The Arms Race Dynamic: Procurement Chicken

This is classic procurement chicken. If Snowflake acquires Crunchy Data at $250 million, Databricks must secure a startup of equal or greater perceived value. If Databricks pays $1 billion for Neon, Snowflake chases Crunchy Data. Each move escalates the stakes. Neither side can back down without looking weak. That arms-race logic traps both companies into increasingly reckless spending. The ecosystem loses clarity and efficiency as hype and optics outweigh product roadmaps or customer value. Startups hold out for the highest bidder rather than focusing on building sustainable, differentiated offerings.

Impact on End Users and Product Dilution

Proponents argue consolidation delivers fewer integrations and more seamless experiences. History suggests otherwise. When giants buy startups for inflated prices, the acquired teams often lose autonomy. Crunchy Data’s developers may become a support arm for Snowflake’s engineers, focusing on bug fixes rather than innovation. Neon’s serverless magic might be absorbed into Databricks’ lakehouse, diluting the feature set that originally made it special. Founders who once led product vision become cogs in a massive corporate machine. Customers end up paying premium subscriptions for solutions that never live up to the promise of standalone products.

A Better Path: Open Ecosystems and Developer-Centric Innovation

If the goal is to accelerate agentic AI adoption, neither Snowflake nor Databricks is on the right path. Agents need real-time data integration, yes—but they also demand specialized infrastructure for natural language understanding, custom model training, and edge deployment. That won’t come from retrofitting acquired startups into sprawling platforms. Instead, fostering an open ecosystem of standards, developer-centric tooling, and transparent governance is vital.

Microsoft, Google, and Amazon invest heavily in open frameworks (e.g., ONNX, TensorFlow, SageMaker), sponsor academic research, and release SDKs that empower startups. Databricks and Snowflake, by contrast, seem fixated on buying market share. That strategy undermines community trust and slows real innovation. Paying $1 billion for Neon or $250 million for Crunchy Data is a vanity play. The real prize lies in enabling thousands of startups to build on flexible, open infrastructure—only then will agentic AI truly thrive.
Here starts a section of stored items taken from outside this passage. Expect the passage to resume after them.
use std::sync::atomic::{AtomicU64, Ordering};
use std::time::Duration;

use tracing::{info, instrument};

use super::seed::default_catalog;
use super::SystemError;
use crate::actor_framework::ResourceActor;
use crate::clients::{CourseClient, OrderClient, StudentClient};
use crate::domain::{Course, Order, Student};

/// How long shutdown waits for the store actors to drain.
const SHUTDOWN_GRACE: Duration = Duration::from_secs(5);

/// The process root that owns every store actor.
///
/// Responsible for starting up actors, wiring clients together, seeding the
/// catalog, and handling shutdown.
pub struct StorefrontSystem {
    pub course_client: CourseClient,
    pub student_client: StudentClient,
    pub order_client: OrderClient,
    handles: Vec<tokio::task::JoinHandle<()>>,
}

/// Ids start at 1 and grow by one per create, for the life of the process.
fn id_sequence() -> impl Fn() -> u64 + Send + Sync + 'static {
    let counter = AtomicU64::new(1);
    move || counter.fetch_add(1, Ordering::SeqCst)
}

impl StorefrontSystem {
    /// Spawns the store actors; must run inside a tokio runtime.
    pub fn new(channel_capacity: usize) -> Self {
        // 1. Course store
        let (course_actor, course_resource_client) = ResourceActor::<Course>::new(channel_capacity, id_sequence());
        let course_client = CourseClient::new(course_resource_client);
        let course_handle = tokio::spawn(course_actor.run());

        // 2. Student store
        let (student_actor, student_resource_client) = ResourceActor::<Student>::new(channel_capacity, id_sequence());
        let student_client = StudentClient::new(student_resource_client);
        let student_handle = tokio::spawn(student_actor.run());

        // 3. Order store, whose client orchestrates the other two
        let (order_actor, order_resource_client) = ResourceActor::<Order>::new(channel_capacity, id_sequence());
        let order_client = OrderClient::new(order_resource_client, course_client.clone(), student_client.clone());
        let order_handle = tokio::spawn(order_actor.run());

        info!(channel_capacity, "Storefront system started");

        Self {
            course_client,
            student_client,
            order_client,
            handles: vec![course_handle, student_handle, order_handle],
        }
    }

    /// Loads the default catalog. Returns how many courses were created.
    #[instrument(skip(self))]
    pub async fn seed_catalog(&self) -> Result<usize, SystemError> {
        let catalog = default_catalog();
        let count = catalog.len();
        for course in catalog {
            self.course_client.create_course(course).await?;
        }
        info!(count, "Catalog seeded");
        Ok(count)
    }

    /// Drops this system's clients and waits for the actors to finish.
    ///
    /// Actors stop once every client clone is gone, so handles given to the
    /// HTTP layer must be dropped first.
    pub async fn shutdown(self) -> Result<(), SystemError> {
        info!("Shutting down system...");
        let Self {
            course_client,
            student_client,
            order_client,
            handles,
        } = self;

        // Drop clients to close channels
        drop(order_client);
        drop(student_client);
        drop(course_client);

        let drain = async {
            for handle in handles {
                handle.await?;
            }
            Ok::<(), SystemError>(())
        };
        tokio::time::timeout(SHUTDOWN_GRACE, drain)
            .await
            .map_err(|_| SystemError::ShutdownTimeout(SHUTDOWN_GRACE))??;

        info!("System shutdown complete.");
        Ok(())
    }
}
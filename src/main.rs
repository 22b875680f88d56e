mod actor_framework;
mod api;
mod app_system;
mod clients;
mod course_actor;
mod domain;
mod notification;
mod order_actor;
mod student_actor;
mod validation;

#[cfg(test)]
mod mock_framework;

use clap::Parser;
use tracing::{error, info};

use crate::api::AppState;
use crate::app_system::{setup_tracing, StorefrontConfig, StorefrontSystem, SystemError};
use crate::notification::WhatsAppLink;

#[tokio::main]
async fn main() -> Result<(), SystemError> {
    let config = StorefrontConfig::parse();

    // Setup tracing once for the entire application
    setup_tracing();

    info!(address = %config.socket_addr(), "Starting course storefront");

    let system = StorefrontSystem::new(config.channel_capacity);

    if config.no_seed {
        info!("Catalog seeding disabled");
    } else {
        system.seed_catalog().await?;
    }

    let state = AppState::new(&system, WhatsAppLink::new(&config.whatsapp_number));
    let served = api::serve(&config, state).await;
    if let Err(e) = &served {
        error!(error = %e, "Server failed");
    }

    // Shutdown system gracefully
    system.shutdown().await?;
    served?;

    info!("Storefront stopped");
    Ok(())
}
use std::fmt;
use std::str::FromStr;

use chrono::{DateTime, Utc};
use serde::{Deserialize, Serialize};

use super::{Course, CourseId, Student, StudentId};

pub type OrderId = u64;

/// Manual payment verification state of an order.
#[derive(Debug, Clone, Copy, PartialEq, Eq, Default, Serialize, Deserialize)]
#[serde(rename_all = "lowercase")]
pub enum OrderStatus {
    #[default]
    Pending,
    Verified,
    Rejected,
}

impl OrderStatus {
    pub const ALL: [OrderStatus; 3] = [OrderStatus::Pending, OrderStatus::Verified, OrderStatus::Rejected];

    pub fn as_str(self) -> &'static str {
        match self {
            OrderStatus::Pending => "pending",
            OrderStatus::Verified => "verified",
            OrderStatus::Rejected => "rejected",
        }
    }
}

impl fmt::Display for OrderStatus {
    fn fmt(&self, f: &mut fmt::Formatter<'_>) -> fmt::Result {
        f.write_str(self.as_str())
    }
}

impl FromStr for OrderStatus {
    type Err = String;

    fn from_str(s: &str) -> Result<Self, Self::Err> {
        OrderStatus::ALL
            .into_iter()
            .find(|status| status.as_str() == s)
            .ok_or_else(|| format!("unknown order status '{s}'"))
    }
}

/// Represents a course purchase awaiting (or past) payment verification.
#[derive(Debug, Clone, PartialEq, Serialize)]
#[serde(rename_all = "camelCase")]
pub struct Order {
    pub id: OrderId,
    pub student_id: StudentId,
    pub course_id: CourseId,
    /// Bank transfer reference supplied by the buyer.
    pub utr_number: String,
    /// Course price at the time of purchase.
    pub amount: u32,
    pub status: OrderStatus,
    pub created_at: DateTime<Utc>,
}

/// Payload for creating a new order.
#[derive(Debug, Clone)]
pub struct OrderCreate {
    pub student_id: StudentId,
    pub course_id: CourseId,
    pub utr_number: String,
    pub amount: u32,
    /// Defaults to [`OrderStatus::Pending`].
    pub status: Option<OrderStatus>,
}

/// A validated checkout submission.
#[derive(Debug, Clone, PartialEq)]
pub struct Purchase {
    pub name: String,
    pub email: String,
    pub mobile: String,
    pub course_id: CourseId,
    pub utr_number: String,
}

/// Everything produced by a successful purchase.
#[derive(Debug, Clone)]
pub struct Enrollment {
    /// The submission as entered, which may differ from an existing student's record.
    pub purchase: Purchase,
    pub order: Order,
    pub student: Student,
    pub course: Course,
}
//! Typed handles over the record store actors.

#[macro_use]
mod macros;

mod course_client;
mod order_client;
mod student_client;

pub use course_client::CourseClient;
pub use order_client::OrderClient;
pub use student_client::StudentClient;
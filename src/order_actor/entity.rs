use chrono::Utc;

use crate::actor_framework::Entity;
use crate::domain::{Order, OrderCreate, OrderId, OrderStatus};
use super::actions::OrderAction;

impl Entity for Order {
    type Id = OrderId;
    type CreatePayload = OrderCreate;
    type Patch = (); // Orders change only through SetStatus
    type Action = OrderAction;
    /// The status the order had before the action.
    type ActionResult = OrderStatus;

    const KIND: &'static str = "Order";

    fn id(&self) -> &OrderId {
        &self.id
    }

    /// Creates a new Order from creation parameters.
    ///
    /// # Notes
    /// The order is initialized with status `pending` unless the payload says otherwise.
    fn from_create(id: OrderId, payload: OrderCreate) -> Result<Self, String> {
        if payload.utr_number.trim().is_empty() {
            return Err("utr number must not be empty".to_string());
        }
        Ok(Self {
            id,
            student_id: payload.student_id,
            course_id: payload.course_id,
            utr_number: payload.utr_number,
            amount: payload.amount,
            status: payload.status.unwrap_or_default(),
            created_at: Utc::now(),
        })
    }

    fn on_update(&mut self, _patch: ()) -> Result<(), String> {
        Ok(())
    }

    fn handle_action(&mut self, action: OrderAction) -> Result<OrderStatus, String> {
        match action {
            OrderAction::SetStatus(status) => Ok(std::mem::replace(&mut self.status, status)),
        }
    }
}
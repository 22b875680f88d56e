//! # Course Routes
//!
//! Catalog browsing and the admin catalog editor.

use axum::extract::rejection::{JsonRejection, PathRejection};
use axum::extract::{Path, State};
use axum::http::StatusCode;
use axum::routing::get;
use axum::{Json, Router};
use serde_json::{json, Value};

use super::error::{ApiError, ApiResult};
use super::requests::CourseInput;
use super::state::AppState;
use crate::domain::{Course, CourseId};

pub fn course_routes() -> Router<AppState> {
    Router::new()
        .route("/courses", get(list_courses).post(create_course))
        .route(
            "/courses/:id",
            get(get_course).patch(update_course).delete(delete_course),
        )
}

async fn list_courses(State(state): State<AppState>) -> ApiResult<Json<Vec<Course>>> {
    Ok(Json(state.courses.list_courses().await?))
}

async fn get_course(
    State(state): State<AppState>,
    id: Result<Path<CourseId>, PathRejection>,
) -> ApiResult<Json<Course>> {
    let Path(id) = id?;
    Ok(Json(state.courses.get_course(id).await?))
}

async fn create_course(
    State(state): State<AppState>,
    payload: Result<Json<CourseInput>, JsonRejection>,
) -> ApiResult<(StatusCode, Json<Course>)> {
    let Json(input) = payload?;
    let create = input.into_create().map_err(ApiError::invalid("Invalid course data"))?;
    let course = state.courses.create_course(create).await?;
    Ok((StatusCode::CREATED, Json(course)))
}

async fn update_course(
    State(state): State<AppState>,
    id: Result<Path<CourseId>, PathRejection>,
    payload: Result<Json<CourseInput>, JsonRejection>,
) -> ApiResult<Json<Course>> {
    let Path(id) = id?;
    let Json(input) = payload?;
    let patch = input.into_patch().map_err(ApiError::invalid("Invalid course data"))?;
    Ok(Json(state.courses.update_course(id, patch).await?))
}

async fn delete_course(
    State(state): State<AppState>,
    id: Result<Path<CourseId>, PathRejection>,
) -> ApiResult<Json<Value>> {
    let Path(id) = id?;
    state.courses.deactivate_course(id).await?;
    Ok(Json(json!({ "message": "Course deleted successfully" })))
}
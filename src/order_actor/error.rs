use thiserror::Error;

use crate::actor_framework::FrameworkError;
use crate::course_actor::CourseError;
use crate::student_actor::StudentError;

/// Errors that can occur during order operations.
#[derive(Debug, Clone, Error, PartialEq)]
pub enum OrderError {
    #[error("Order not found: {0}")]
    NotFound(String),
    #[error(transparent)]
    Course(#[from] CourseError),
    #[error(transparent)]
    Student(#[from] StudentError),
    #[error("Order validation error: {0}")]
    ValidationError(String),
    #[error("Actor communication error: {0}")]
    ActorCommunicationError(String),
}

impl From<FrameworkError> for OrderError {
    fn from(e: FrameworkError) -> Self {
        match e {
            FrameworkError::NotFound { id, .. } => OrderError::NotFound(id),
            FrameworkError::Rejected(reason) => OrderError::ValidationError(reason),
            other => OrderError::ActorCommunicationError(other.to_string()),
        }
    }
}
use anyhow::Result;
use futures_util::StreamExt;
use moka::future::Cache;
use once_cell::sync::Lazy;
use sqlx::MySqlPool;
use std::time::Duration;

/// subject_name -> employee id, for the punch hot path. Every accepted
/// punch starts with a subject lookup; this keeps the common case off the
/// database. Only active employees are cached.
pub static SUBJECT_CACHE: Lazy<Cache<String, u64>> = Lazy::new(|| {
    Cache::builder()
        .max_capacity(100_000)
        .time_to_live(Duration::from_secs(86400)) // 24h TTL
        .build()
});

/// Remember a subject mapping (at enrollment or after a DB fallback hit)
pub async fn remember(subject: &str, employee_id: u64) {
    SUBJECT_CACHE.insert(subject.to_string(), employee_id).await;
}

/// Look up an employee id by subject name
pub async fn lookup(subject: &str) -> Option<u64> {
    SUBJECT_CACHE.get(subject).await
}

/// Drop a mapping (employee deactivated)
pub async fn forget(subject: &str) {
    SUBJECT_CACHE.invalidate(subject).await;
}

/// Batch insert mappings
async fn batch_remember(entries: &[(String, u64)]) {
    let futures: Vec<_> = entries
        .iter()
        .map(|(subject, id)| SUBJECT_CACHE.insert(subject.clone(), *id))
        .collect();

    futures::future::join_all(futures).await;
}

/// Load active employees' subject mappings into the cache (batched)
pub async fn warmup_subject_cache(pool: &MySqlPool, batch_size: usize) -> Result<()> {
    let mut stream = sqlx::query_as::<_, (String, u64)>(
        r#"
        SELECT subject_name, id
        FROM employees
        WHERE is_active = TRUE
        "#,
    )
    .fetch(pool);

    let mut batch = Vec::with_capacity(batch_size);
    let mut total_count = 0usize;

    while let Some(row) = stream.next().await {
        batch.push(row?);
        total_count += 1;

        if batch.len() >= batch_size {
            batch_remember(&batch).await;
            batch.clear();
        }
    }

    if !batch.is_empty() {
        batch_remember(&batch).await;
    }

    tracing::info!("Subject cache warmup complete: {} employees", total_count);

    Ok(())
}
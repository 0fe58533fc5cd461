use chrono::{NaiveDate, NaiveDateTime};
use serde::{Deserialize, Serialize};
use utoipa::ToSchema;

#[derive(Debug, Serialize, Deserialize, sqlx::FromRow, ToSchema)]
#[schema(
    example = json!({
        "id": 1,
        "subject_name": "emp_EMP-001",
        "employee_code": "EMP-001",
        "full_name": "John Doe",
        "email": "john.doe@company.com",
        "phone": "+8801712345678",
        "department": "Engineering",
        "designation": "Software Engineer",
        "date_joined": "2024-01-01",
        "monthly_salary": 22000.0,
        "is_active": true
    })
)]
pub struct Employee {
    #[schema(example = 1)]
    pub id: u64,

    /// Key correlating this employee with the recognition service's
    /// subject gallery. Derived as `emp_{employee_code}` at enrollment.
    #[schema(example = "emp_EMP-001")]
    pub subject_name: String,

    #[schema(example = "EMP-001")]
    pub employee_code: String,

    #[schema(example = "John Doe")]
    pub full_name: String,

    #[schema(example = "john.doe@company.com")]
    pub email: String,

    #[schema(example = "+8801712345678", nullable = true)]
    pub phone: Option<String>,

    #[schema(example = "Engineering")]
    pub department: String,

    #[schema(example = "Software Engineer")]
    pub designation: String,

    #[schema(
        example = "2024-01-01",
        value_type = String,
        format = "date"
    )]
    pub date_joined: NaiveDate,

    #[schema(example = 22000.0)]
    pub monthly_salary: f64,

    #[schema(example = true)]
    pub is_active: bool,

    #[schema(value_type = String, format = "date-time")]
    pub created_at: NaiveDateTime,
}
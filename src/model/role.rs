#[derive(Debug, Copy, Clone, Eq, PartialEq)]
pub enum Role {
    Admin = 1,
    Hr = 2,
    Employee = 3,
    /// Punch-capture terminal account. Can clock punches, nothing else.
    Kiosk = 4,
}

impl Role {
    pub fn from_id(id: u8) -> Option<Self> {
        match id {
            1 => Some(Role::Admin),
            2 => Some(Role::Hr),
            3 => Some(Role::Employee),
            4 => Some(Role::Kiosk),
            _ => None,
        }
    }
}
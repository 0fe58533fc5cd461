use chrono::NaiveDateTime;
use serde::{Deserialize, Serialize};
use utoipa::ToSchema;

/// Reference to a sample enrolled in the recognition service's gallery.
/// `image_id` is the identifier the service returned at enrollment.
#[derive(Debug, Serialize, Deserialize, sqlx::FromRow, ToSchema)]
pub struct FaceImage {
    pub id: u64,
    pub employee_id: u64,
    pub image_id: String,
    pub is_primary: bool,
    #[schema(value_type = String, format = "date-time")]
    pub created_at: NaiveDateTime,
}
Conclusion: A Cautionary Tale

These acquisitions raise uncomfortable questions for investors and customers alike. Why trust a platform that measures success by acquisitions rather than by empowering startups? How can a database layer bought at thirty-plus times revenue ever justify its price tag? When Snowflake and Databricks prioritize acquisition over organic growth, they expose a fundamental weakness: their core offerings may lack the innovation needed to sustain growth. Paying outrageous sums only masks that reality.

This is a desperate scramble to own the narrative and inflate market share. Until Snowflake and Databricks shift their focus toward genuine, community-driven innovation, their acquisition strategy remains a cautionary tale of how hype and ego can distort an entire industry.